Purpose: In order to find explanations for the adverse outcome, we have extended mortality follow-up to 40 years. We have also re-examined baseline characteristics that contributed to total mortality.
Methods: The prevention period (1974–1980) included 1,222 originally healthy men (born 1919–1934) at high CVD risk, who were randomized into intervention (n=612) and control groups (n=610). The 5-year multifactorial intervention consisted of personal health education (diet, exercise, weight reduction, antismoking) and contemporary drug treatments for dyslipidemia and hypertension. In the present analysis we used previously unpublished data on baseline risk factors and lifestyle characteristics. Participants were followed-up for 40-year mortality using nation-wide death registers.
Results: The study groups were similar at baseline in 1974, and the 5-year intervention significantly improved CVD risk factors (body mass index, blood pressure, serum lipids and glucose), and total CVD risk by 46% in the intervention group. Despite this, total mortality was consistently higher in the intervention group than the control group during 25 years post-trial, but converged thereafter. Increased mortality was caused by CVD and accidental deaths. Specific factors, like drug treatments, did not explain increased mortality. Instead, of the newly-analyzed baseline factors, there was a significant interaction for mortality between intervention group and yearly vacation time (P=0.027): shorter vacation was associated with excess 30-year mortality in the intervention (hazard ratio 1.37, 95% CI 1.03–1.83, P=0.03), but not in the control group (P=0.5). This finding was robust to multivariable adjustments.
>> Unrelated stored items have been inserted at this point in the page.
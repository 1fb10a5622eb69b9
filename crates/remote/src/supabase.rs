use crate::{ProjectFields, ProjectId, ProjectRecord, RemoteError, RemoteStore};
use bytes::Bytes;
use reqwest::{Client, RequestBuilder, Response};
use serde::Serialize;
use std::sync::Arc;
use tracing::debug;

#[derive(Clone)]
pub struct SupabaseConfig {
    pub url: String,
    pub api_key: String,
    pub table: String,
    pub bucket: String,
    pub password_rpc: String,
    pub password_param: String,
}

/// PostgREST table access plus storage bucket access for one project.
#[derive(Clone)]
pub struct SupabaseStore {
    client: Client,
    cfg: Arc<SupabaseConfig>,
}

impl SupabaseStore {
    pub fn new(mut cfg: SupabaseConfig) -> Self {
        cfg.url = cfg.url.trim_end_matches('/').to_string();
        Self {
            client: Client::new(),
            cfg: Arc::new(cfg),
        }
    }

    fn table_url(&self) -> String {
        format!("{}/rest/v1/{}", self.cfg.url, self.cfg.table)
    }

    fn rpc_url(&self) -> String {
        format!("{}/rest/v1/rpc/{}", self.cfg.url, self.cfg.password_rpc)
    }

    fn object_url(&self, object_name: &str) -> String {
        format!(
            "{}/storage/v1/object/{}/{}",
            self.cfg.url, self.cfg.bucket, object_name
        )
    }

    fn bucket_url(&self) -> String {
        format!("{}/storage/v1/object/{}", self.cfg.url, self.cfg.bucket)
    }

    fn public_url(&self, object_name: &str) -> String {
        format!(
            "{}/storage/v1/object/public/{}/{}",
            self.cfg.url, self.cfg.bucket, object_name
        )
    }

    fn authed(&self, builder: RequestBuilder) -> RequestBuilder {
        builder
            .header("apikey", &self.cfg.api_key)
            .bearer_auth(&self.cfg.api_key)
    }

    fn list_request(&self) -> RequestBuilder {
        self.authed(self.client.get(self.table_url()))
            .query(&[("select", "*"), ("order", "id.desc")])
    }

    fn insert_request(&self, fields: &ProjectFields) -> RequestBuilder {
        self.authed(self.client.post(self.table_url()))
            .header("Prefer", "return=representation")
            .json(&[fields])
    }

    fn update_request(&self, id: &ProjectId, fields: &ProjectFields) -> RequestBuilder {
        self.authed(self.client.patch(self.table_url()))
            .query(&id_filter(id))
            .header("Prefer", "return=representation")
            .json(fields)
    }

    fn delete_request(&self, id: &ProjectId) -> RequestBuilder {
        self.authed(self.client.delete(self.table_url()))
            .query(&id_filter(id))
    }

    fn password_request(&self, password: &str) -> RequestBuilder {
        let mut body = serde_json::Map::new();
        body.insert(
            self.cfg.password_param.clone(),
            serde_json::Value::String(password.to_string()),
        );
        self.authed(self.client.post(self.rpc_url())).json(&body)
    }

    fn upload_request(
        &self,
        object_name: &str,
        bytes: Bytes,
        content_type: Option<&str>,
    ) -> RequestBuilder {
        let builder = self
            .authed(self.client.post(self.object_url(object_name)))
            .header("x-upsert", "false")
            .body(bytes);
        match content_type {
            Some(ct) => builder.header(reqwest::header::CONTENT_TYPE, ct),
            None => builder,
        }
    }

    fn delete_blob_request(&self, object_name: &str) -> RequestBuilder {
        #[derive(Serialize)]
        struct RemoveObjects<'a> {
            prefixes: [&'a str; 1],
        }
        self.authed(self.client.delete(self.bucket_url()))
            .json(&RemoveObjects {
                prefixes: [object_name],
            })
    }

    async fn send(&self, builder: RequestBuilder) -> Result<Response, RemoteError> {
        let resp = builder
            .send()
            .await
            .map_err(|e| RemoteError::Request(e.to_string()))?;
        if !resp.status().is_success() {
            let status = resp.status();
            let body = resp.text().await.unwrap_or_default();
            return Err(RemoteError::Status {
                status: status.as_u16(),
                body,
            });
        }
        Ok(resp)
    }

    async fn rows(&self, builder: RequestBuilder) -> Result<Vec<ProjectRecord>, RemoteError> {
        let resp = self.send(builder).await?;
        resp.json()
            .await
            .map_err(|e| RemoteError::Decode(e.to_string()))
    }
}

fn id_filter(id: &ProjectId) -> Vec<(&'static str, String)> {
    vec![("id", format!("eq.{id}"))]
}

#[async_trait::async_trait]
impl RemoteStore for SupabaseStore {
    async fn list_projects(&self) -> Result<Vec<ProjectRecord>, RemoteError> {
        debug!(table = %self.cfg.table, "listing projects");
        self.rows(self.list_request()).await
    }

    async fn insert_project(&self, fields: &ProjectFields) -> Result<ProjectRecord, RemoteError> {
        debug!(title = %fields.title, "inserting project");
        self.rows(self.insert_request(fields))
            .await?
            .into_iter()
            .next()
            .ok_or(RemoteError::EmptyResponse)
    }

    async fn update_project(
        &self,
        id: &ProjectId,
        fields: &ProjectFields,
    ) -> Result<ProjectRecord, RemoteError> {
        debug!(%id, "updating project");
        self.rows(self.update_request(id, fields))
            .await?
            .into_iter()
            .next()
            .ok_or_else(|| RemoteError::NotFound(id.to_string()))
    }

    async fn delete_project(&self, id: &ProjectId) -> Result<(), RemoteError> {
        debug!(%id, "deleting project");
        self.send(self.delete_request(id)).await?;
        Ok(())
    }

    async fn verify_admin_password(&self, password: &str) -> Result<bool, RemoteError> {
        let resp = self.send(self.password_request(password)).await?;
        let value: serde_json::Value = resp
            .json()
            .await
            .map_err(|e| RemoteError::Decode(e.to_string()))?;
        Ok(is_true(&value))
    }

    async fn upload_blob(
        &self,
        object_name: &str,
        bytes: Bytes,
        content_type: Option<&str>,
    ) -> Result<(), RemoteError> {
        if object_name.is_empty() {
            return Err(RemoteError::InvalidObjectName(object_name.to_string()));
        }
        debug!(object_name, size = bytes.len(), "uploading blob");
        self.send(self.upload_request(object_name, bytes, content_type))
            .await?;
        Ok(())
    }

    async fn resolve_public_url(&self, object_name: &str) -> Result<String, RemoteError> {
        if object_name.is_empty() {
            return Err(RemoteError::InvalidObjectName(object_name.to_string()));
        }
        Ok(self.public_url(object_name))
    }

    async fn delete_blob(&self, object_name: &str) -> Result<(), RemoteError> {
        debug!(object_name, "deleting blob");
        self.send(self.delete_blob_request(object_name)).await?;
        Ok(())
    }
}

/// Only a literal `true` (bare or as the single row) passes the password check.
fn is_true(value: &serde_json::Value) -> bool {
    match value {
        serde_json::Value::Bool(b) => *b,
        serde_json::Value::Array(items) => items.first().map(is_true).unwrap_or(false),
        _ => false,
    }
}

#[cfg(test)]
mod tests {
    use super::*;

    fn store() -> SupabaseStore {
        SupabaseStore::new(SupabaseConfig {
            url: "https://demo.supabase.co/".to_string(),
            api_key: "anon".to_string(),
            table: "project".to_string(),
            bucket: "images".to_string(),
            password_rpc: "verify_admin_password".to_string(),
            password_param: "input_password".to_string(),
        })
    }

    #[test]
    fn urls_are_built_without_double_slashes() {
        let s = store();
        assert_eq!(s.table_url(), "https://demo.supabase.co/rest/v1/project");
        assert_eq!(
            s.rpc_url(),
            "https://demo.supabase.co/rest/v1/rpc/verify_admin_password"
        );
        assert_eq!(
            s.object_url("photo_1.png"),
            "https://demo.supabase.co/storage/v1/object/images/photo_1.png"
        );
        assert_eq!(
            s.public_url("photo_1.png"),
            "https://demo.supabase.co/storage/v1/object/public/images/photo_1.png"
        );
    }

    #[tokio::test]
    async fn public_url_rejects_empty_name() {
        let err = store().resolve_public_url("").await.unwrap_err();
        assert!(matches!(err, RemoteError::InvalidObjectName(_)));
    }

    #[test]
    fn only_true_passes_password_check() {
        assert!(is_true(&serde_json::json!(true)));
        assert!(is_true(&serde_json::json!([true])));
        assert!(!is_true(&serde_json::json!(false)));
        assert!(!is_true(&serde_json::json!(null)));
        assert!(!is_true(&serde_json::json!("true")));
        assert!(!is_true(&serde_json::json!(1)));
    }

    #[test]
    fn id_filter_uses_postgrest_eq() {
        assert_eq!(id_filter(&ProjectId::Number(7))[0].1, "eq.7");
        assert_eq!(id_filter(&ProjectId::Text("a-b".into()))[0].1, "eq.a-b");
    }

    fn json_body(req: &reqwest::Request) -> serde_json::Value {
        let bytes = req.body().and_then(|b| b.as_bytes()).unwrap();
        serde_json::from_slice(bytes).unwrap()
    }

    fn header<'a>(req: &'a reqwest::Request, name: &str) -> &'a str {
        req.headers().get(name).unwrap().to_str().unwrap()
    }

    #[test]
    fn requests_carry_api_key_twice() {
        let req = store().list_request().build().unwrap();
        assert_eq!(header(&req, "apikey"), "anon");
        assert_eq!(header(&req, "authorization"), "Bearer anon");
        assert_eq!(req.url().query(), Some("select=*&order=id.desc"));
    }

    #[test]
    fn writes_ask_for_the_stored_row_back() {
        let fields = ProjectFields {
            title: "Demo".to_string(),
            tags: vec!["web".to_string()],
            img_url: Some("https://x.co/a.png".to_string()),
        };
        let insert = store().insert_request(&fields).build().unwrap();
        assert_eq!(insert.method(), reqwest::Method::POST);
        assert_eq!(header(&insert, "prefer"), "return=representation");
        assert_eq!(
            json_body(&insert),
            serde_json::json!([{"title":"Demo","tags":["web"],"img_url":"https://x.co/a.png"}])
        );

        let update = store()
            .update_request(&ProjectId::Number(4), &fields)
            .build()
            .unwrap();
        assert_eq!(update.method(), reqwest::Method::PATCH);
        assert_eq!(header(&update, "prefer"), "return=representation");
        assert_eq!(update.url().query(), Some("id=eq.4"));
    }

    #[test]
    fn update_without_image_leaves_it_out_of_the_body() {
        let fields = ProjectFields {
            title: "Demo".to_string(),
            tags: Vec::new(),
            img_url: None,
        };
        let req = store()
            .update_request(&ProjectId::Number(4), &fields)
            .build()
            .unwrap();
        assert_eq!(json_body(&req), serde_json::json!({"title":"Demo","tags":[]}));
    }

    #[test]
    fn password_check_posts_named_parameter() {
        let req = store().password_request("hunter2").build().unwrap();
        assert_eq!(
            req.url().as_str(),
            "https://demo.supabase.co/rest/v1/rpc/verify_admin_password"
        );
        assert_eq!(
            json_body(&req),
            serde_json::json!({"input_password":"hunter2"})
        );
    }

    #[test]
    fn upload_refuses_overwrite_and_sets_content_type() {
        let req = store()
            .upload_request("a_1.png", Bytes::from_static(b"png"), Some("image/png"))
            .build()
            .unwrap();
        assert_eq!(header(&req, "x-upsert"), "false");
        assert_eq!(header(&req, "content-type"), "image/png");
        assert_eq!(req.body().and_then(|b| b.as_bytes()), Some(&b"png"[..]));
    }

    #[test]
    fn blob_delete_sends_prefix_list() {
        let req = store().delete_blob_request("a_1.png").build().unwrap();
        assert_eq!(req.method(), reqwest::Method::DELETE);
        assert_eq!(
            req.url().as_str(),
            "https://demo.supabase.co/storage/v1/object/images"
        );
        assert_eq!(json_body(&req), serde_json::json!({"prefixes":["a_1.png"]}));
    }

    #[test]
    fn rows_decode_with_null_tags() {
        let rows: Vec<ProjectRecord> = serde_json::from_str(
            r#"[{"id":3,"title":"Demo","tags":null,"img_url":null},
                {"id":"x1","title":"Other","tags":["web"]}]"#,
        )
        .unwrap();
        assert_eq!(rows[0].id, ProjectId::Number(3));
        assert!(rows[0].tags.is_empty());
        assert_eq!(rows[1].id, ProjectId::Text("x1".into()));
        assert_eq!(rows[1].tags, vec!["web".to_string()]);
        assert_eq!(rows[1].img_url, None);
    }
}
Conclusions: After a multifactorial intervention for healthy men with at least one CVD risk factor, there has been an unexpectedly increased mortality in the intervention group. This increase was especially observed in a subgroup characterized by shorter vacation time at baseline. Although this adverse response to personal preventive measures in vulnerable individuals may be characteristic to men of high social status with subclinical CVD, it clearly deserves further investigation.